__Try it__:
Return every entry exactly as it is written in the listing.

__Dataset excerpts__:
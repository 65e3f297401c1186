//! Stream client: a persistent, auto-reconnecting, subscription-based link
//! to the market-data push server.
//!
//! The `StreamClient` handle is cheap to clone and fully non-blocking; all
//! work happens on a single driver task that owns the connection state
//! machine, the subscription registry, the pending-request table and the
//! outbound queue. Events flow back to the caller over a bounded channel.

mod driver;
mod pending;
mod queue;
mod registry;

pub use pending::SubscriptionAck;

use tokio::sync::{mpsc, oneshot, watch};

use crate::config::StreamConfig;
use crate::error::StreamError;
use crate::events::StreamEvent;
use crate::protocol::{Channel, Subscription};

use driver::Driver;
use pending::AckResult;

/// Lifecycle of the physical link.
#[derive(Debug, Clone, Copy, PartialEq, Eq)]
pub enum ConnectionState {
    Idle,
    Connecting,
    Open,
    Closing,
    Closed,
    Reconnecting,
    /// Reconnect attempts exhausted; `connect()` is required to resume.
    Failed,
}

/// Whether a submitted command went straight to the wire or waits for the
/// next open link.
#[derive(Debug, Clone, Copy, PartialEq, Eq)]
pub enum SubmitStatus {
    Sent,
    Queued,
}

/// Commands from the handle to the driver task.
pub(crate) enum Command {
    Connect,
    Disconnect {
        done: oneshot::Sender<()>,
    },
    Subscribe {
        subscription: Subscription,
    },
    Unsubscribe {
        subscription: Subscription,
    },
    UnsubscribeAll,
    SubscribeWithAck {
        subscription: Subscription,
        responder: oneshot::Sender<AckResult>,
    },
}

/// Handle to one stream client instance.
#[derive(Clone)]
pub struct StreamClient {
    cmd_tx: mpsc::UnboundedSender<Command>,
    state_rx: watch::Receiver<ConnectionState>,
}

impl StreamClient {
    /// Creates a client and spawns its driver task. The returned receiver
    /// carries every emitted `StreamEvent`.
    pub fn new(config: StreamConfig) -> (Self, mpsc::Receiver<StreamEvent>) {
        let (cmd_tx, cmd_rx) = mpsc::unbounded_channel();
        let (event_tx, event_rx) = mpsc::channel(config.event_buffer);
        let (state_tx, state_rx) = watch::channel(ConnectionState::Idle);

        let driver = Driver::new(config, cmd_rx, event_tx, state_tx);
        tokio::spawn(driver.run());

        (Self { cmd_tx, state_rx }, event_rx)
    }

    /// Current connection state snapshot.
    pub fn state(&self) -> ConnectionState {
        *self.state_rx.borrow()
    }

    /// Starts connecting. Non-blocking; progress is reported through the
    /// event stream. Also resumes a client that gave up reconnecting.
    pub fn connect(&self) -> Result<(), StreamError> {
        self.cmd_tx
            .send(Command::Connect)
            .map_err(|_| StreamError::ClientClosed)
    }

    /// Clean, caller-initiated close (code 1000). Never triggers
    /// reconnection. Resolves only after every timer is stopped and every
    /// pending request has been rejected with `ConnectionClosed`.
    pub async fn disconnect(&self) -> Result<(), StreamError> {
        let (done_tx, done_rx) = oneshot::channel();
        self.cmd_tx
            .send(Command::Disconnect { done: done_tx })
            .map_err(|_| StreamError::ClientClosed)?;
        done_rx.await.map_err(|_| StreamError::ClientClosed)
    }

    pub fn subscribe_market(&self, market_id: impl Into<String>) -> Result<SubmitStatus, StreamError> {
        self.subscribe(Channel::Market, market_id)
    }

    pub fn subscribe_orderbook(&self, market_id: impl Into<String>) -> Result<SubmitStatus, StreamError> {
        self.subscribe(Channel::Orderbook, market_id)
    }

    pub fn subscribe_trades(&self, market_id: impl Into<String>) -> Result<SubmitStatus, StreamError> {
        self.subscribe(Channel::Trades, market_id)
    }

    pub fn subscribe_midpoint(&self, market_id: impl Into<String>) -> Result<SubmitStatus, StreamError> {
        self.subscribe(Channel::Midpoint, market_id)
    }

    pub fn subscribe_user(&self, address: impl Into<String>) -> Result<SubmitStatus, StreamError> {
        self.subscribe(Channel::User, address)
    }

    pub fn unsubscribe_market(&self, market_id: impl Into<String>) -> Result<SubmitStatus, StreamError> {
        self.unsubscribe(Channel::Market, market_id)
    }

    pub fn unsubscribe_orderbook(&self, market_id: impl Into<String>) -> Result<SubmitStatus, StreamError> {
        self.unsubscribe(Channel::Orderbook, market_id)
    }

    pub fn unsubscribe_trades(&self, market_id: impl Into<String>) -> Result<SubmitStatus, StreamError> {
        self.unsubscribe(Channel::Trades, market_id)
    }

    pub fn unsubscribe_midpoint(&self, market_id: impl Into<String>) -> Result<SubmitStatus, StreamError> {
        self.unsubscribe(Channel::Midpoint, market_id)
    }

    pub fn unsubscribe_user(&self, address: impl Into<String>) -> Result<SubmitStatus, StreamError> {
        self.unsubscribe(Channel::User, address)
    }

    /// Drops every registry entry, unsubscribing on the wire if open.
    pub fn unsubscribe_all(&self) -> Result<SubmitStatus, StreamError> {
        self.submit(Command::UnsubscribeAll)
    }

    /// Records the subscription on any channel.
    pub fn subscribe(
        &self,
        channel: Channel,
        subject: impl Into<String>,
    ) -> Result<SubmitStatus, StreamError> {
        self.submit(Command::Subscribe {
            subscription: Subscription::new(channel, subject),
        })
    }

    pub fn unsubscribe(
        &self,
        channel: Channel,
        subject: impl Into<String>,
    ) -> Result<SubmitStatus, StreamError> {
        self.submit(Command::Unsubscribe {
            subscription: Subscription::new(channel, subject),
        })
    }

    /// Correlated subscribe: resolves with the server's acknowledgment, or
    /// rejects with `RequestTimeout`, `Subscription(reason)` or
    /// `ConnectionClosed`.
    pub async fn subscribe_with_ack(
        &self,
        channel: Channel,
        subject: impl Into<String>,
    ) -> Result<SubscriptionAck, StreamError> {
        if self.state() == ConnectionState::Failed {
            return Err(StreamError::ReconnectExhausted);
        }
        let (responder, rx) = oneshot::channel();
        self.cmd_tx
            .send(Command::SubscribeWithAck {
                subscription: Subscription::new(channel, subject),
                responder,
            })
            .map_err(|_| StreamError::ClientClosed)?;
        rx.await.map_err(|_| StreamError::ConnectionClosed)?
    }

    fn submit(&self, command: Command) -> Result<SubmitStatus, StreamError> {
        match self.state() {
            ConnectionState::Failed => Err(StreamError::ReconnectExhausted),
            state => {
                self.cmd_tx
                    .send(command)
                    .map_err(|_| StreamError::ClientClosed)?;
                Ok(if state == ConnectionState::Open {
                    SubmitStatus::Sent
                } else {
                    SubmitStatus::Queued
                })
            }
        }
    }
}

impl std::fmt::Debug for StreamClient {
    fn fmt(&self, f: &mut std::fmt::Formatter<'_>) -> std::fmt::Result {
        f.debug_struct("StreamClient")
            .field("state", &self.state())
            .finish()
    }
}

#[cfg(test)]
mod tests {
    use super::*;

    #[tokio::test]
    async fn test_initial_state_is_idle() {
        let (client, _events) = StreamClient::new(StreamConfig::default());
        assert_eq!(client.state(), ConnectionState::Idle);
    }

    #[tokio::test]
    async fn test_subscribe_while_idle_is_queued() {
        let (client, _events) = StreamClient::new(StreamConfig::default());
        let status = client.subscribe_market("mkt-1").unwrap();
        assert_eq!(status, SubmitStatus::Queued);
    }

    #[tokio::test]
    async fn test_disconnect_while_idle_completes() {
        let (client, _events) = StreamClient::new(StreamConfig::default());
        client.disconnect().await.unwrap();
        assert_eq!(client.state(), ConnectionState::Closed);
    }
}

__Your response__:
repository 65e3f297401c1186
//! Stream client: a persistent, auto-reconnecting, subscription-based link
//! to the market-data push server.
//!
//! The `StreamClient` handle is cheap to clone and fully non-blocking; all
//! work happens on a single driver task that owns the connection state
//! machine, the subscription registry, the pending-request table and the
//! outbound queue. Events flow back to the caller over a bounded channel.

mod driver;
mod pending;
mod queue;
mod registry;

pub use pending::SubscriptionAck;

use tokio::sync::{mpsc, oneshot, watch};

use crate::config::StreamConfig;
use crate::error::StreamError;
use crate::events::StreamEvent;
use crate::protocol::{Channel, Subscription};

use driver::Driver;
use pending::AckResult;

/// Lifecycle of the physical link.
#[derive(Debug, Clone, Copy, PartialEq, Eq)]
pub enum ConnectionState {
    Idle,
    Connecting,
    Open,
    Closing,
    Closed,
    Reconnecting,
    /// Reconnect attempts exhausted; `connect()` is required to resume.
    Failed,
}

/// Whether a submitted command went straight to the wire or waits for the
/// next open link.
#[derive(Debug, Clone, Copy, PartialEq, Eq)]
pub enum SubmitStatus {
    Sent,
    Queued,
}

/// Commands from the handle to the driver task.
pub(crate) enum Command {
    Connect,
    Disconnect {
        done: oneshot::Sender<()>,
    },
    Subscribe {
        subscription: Subscription,
    },
    Unsubscribe {
        subscription: Subscription,
    },
    UnsubscribeAll,
    SubscribeWithAck {
        subscription: Subscription,
        responder: oneshot::Sender<AckResult>,
    },
}

/// Handle to one stream client instance.
#[derive(Clone)]
pub struct StreamClient {
    cmd_tx: mpsc::UnboundedSender<Command>,
    state_rx: watch::Receiver<ConnectionState>,
}

impl StreamClient {
    /// Creates a client and spawns its driver task. The returned receiver
    /// carries every emitted `StreamEvent`.
    pub fn new(config: StreamConfig) -> (Self, mpsc::Receiver<StreamEvent>) {
        let (cmd_tx, cmd_rx) = mpsc::unbounded_channel();
        let (event_tx, event_rx) = mpsc::channel(config.event_buffer);
        let (state_tx, state_rx) = watch::channel(ConnectionState::Idle);

        let driver = Driver::new(config, cmd_rx, event_tx, state_tx);
        tokio::spawn(driver.run());

        (Self { cmd_tx, state_rx }, event_rx)
    }

    /// Current connection state snapshot.
    pub fn state(&self) -> ConnectionState {
        *self.state_rx.borrow()
    }

    /// Starts connecting. Non-blocking; progress is reported through the
    /// event stream. Also resumes a client that gave up reconnecting.
    pub fn connect(&self) -> Result<(), StreamError> {
        self.cmd_tx
            .send(Command::Connect)
            .map_err(|_| StreamError::ClientClosed)
    }

    /// Clean, caller-initiated close (code 1000). Never triggers
    /// reconnection. Resolves only after every timer is stopped and every
    /// pending request has been rejected with `ConnectionClosed`.
    pub async fn disconnect(&self) -> Result<(), StreamError> {
        let (done_tx, done_rx) = oneshot::channel();
        self.cmd_tx
            .send(Command::Disconnect { done: done_tx })
            .map_err(|_| StreamError::ClientClosed)?;
        done_rx.await.map_err(|_| StreamError::ClientClosed)
    }

    pub fn subscribe_market(&self, market_id: impl Into<String>) -> Result<SubmitStatus, StreamError> {
        self.subscribe(Channel::Market, market_id)
    }

    pub fn subscribe_orderbook(&self, market_id: impl Into<String>) -> Result<SubmitStatus, StreamError> {
        self.subscribe(Channel::Orderbook, market_id)
    }

    pub fn subscribe_trades(&self, market_id: impl Into<String>) -> Result<SubmitStatus, StreamError> {
        self.subscribe(Channel::Trades, market_id)
    }

    pub fn subscribe_midpoint(&self, market_id: impl Into<String>) -> Result<SubmitStatus, StreamError> {
        self.subscribe(Channel::Midpoint, market_id)
    }

    pub fn subscribe_user(&self, address: impl Into<String>) -> Result<SubmitStatus, StreamError> {
        self.subscribe(Channel::User, address)
    }

    pub fn unsubscribe_market(&self, market_id: impl Into<String>) -> Result<SubmitStatus, StreamError> {
        self.unsubscribe(Channel::Market, market_id)
    }

    pub fn unsubscribe_orderbook(&self, market_id: impl Into<String>) -> Result<SubmitStatus, StreamError> {
        self.unsubscribe(Channel::Orderbook, market_id)
    }

    pub fn unsubscribe_trades(&self, market_id: impl Into<String>) -> Result<SubmitStatus, StreamError> {
        self.unsubscribe(Channel::Trades, market_id)
    }

    pub fn unsubscribe_midpoint(&self, market_id: impl Into<String>) -> Result<SubmitStatus, StreamError> {
        self.unsubscribe(Channel::Midpoint, market_id)
    }

    pub fn unsubscribe_user(&self, address: impl Into<String>) -> Result<SubmitStatus, StreamError> {
        self.unsubscribe(Channel::User, address)
    }

    /// Drops every registry entry, unsubscribing on the wire if open.
    pub fn unsubscribe_all(&self) -> Result<SubmitStatus, StreamError> {
        self.submit(Command::UnsubscribeAll)
    }

    /// Records the subscription on any channel.
    pub fn subscribe(
        &self,
        channel: Channel,
        subject: impl Into<String>,
    ) -> Result<SubmitStatus, StreamError> {
        self.submit(Command::Subscribe {
            subscription: Subscription::new(channel, subject),
        })
    }

    pub fn unsubscribe(
        &self,
        channel: Channel,
        subject: impl Into<String>,
    ) -> Result<SubmitStatus, StreamError> {
        self.submit(Command::Unsubscribe {
            subscription: Subscription::new(channel, subject),
        })
    }

    /// Correlated subscribe: resolves with the server's acknowledgment, or
    /// rejects with `RequestTimeout`, `Subscription(reason)` or
    /// `ConnectionClosed`.
    pub async fn subscribe_with_ack(
        &self,
        channel: Channel,
        subject: impl Into<String>,
    ) -> Result<SubscriptionAck, StreamError> {
        if self.state() == ConnectionState::Failed {
            return Err(StreamError::ReconnectExhausted);
        }
        let (responder, rx) = oneshot::channel();
        self.cmd_tx
            .send(Command::SubscribeWithAck {
                subscription: Subscription::new(channel, subject),
                responder,
            })
            .map_err(|_| StreamError::ClientClosed)?;
        rx.await.map_err(|_| StreamError::ConnectionClosed)?
    }

    fn submit(&self, command: Command) -> Result<SubmitStatus, StreamError> {
        match self.state() {
            ConnectionState::Failed => Err(StreamError::ReconnectExhausted),
            state => {
                self.cmd_tx
                    .send(command)
                    .map_err(|_| StreamError::ClientClosed)?;
                Ok(if state == ConnectionState::Open {
                    SubmitStatus::Sent
                } else {
                    SubmitStatus::Queued
                })
            }
        }
    }
}

impl std::fmt::Debug for StreamClient {
    fn fmt(&self, f: &mut std::fmt::Formatter<'_>) -> std::fmt::Result {
        f.debug_struct("StreamClient")
            .field("state", &self.state())
            .finish()
    }
}

#[cfg(test)]
mod tests {
    use super::*;

    #[tokio::test]
    async fn test_initial_state_is_idle() {
        let (client, _events) = StreamClient::new(StreamConfig::default());
        assert_eq!(client.state(), ConnectionState::Idle);
    }

    #[tokio::test]
    async fn test_subscribe_while_idle_is_queued() {
        let (client, _events) = StreamClient::new(StreamConfig::default());
        let status = client.subscribe_market("mkt-1").unwrap();
        assert_eq!(status, SubmitStatus::Queued);
    }

    #[tokio::test]
    async fn test_disconnect_while_idle_completes() {
        let (client, _events) = StreamClient::new(StreamConfig::default());
        client.disconnect().await.unwrap();
        assert_eq!(client.state(), ConnectionState::Closed);
    }
}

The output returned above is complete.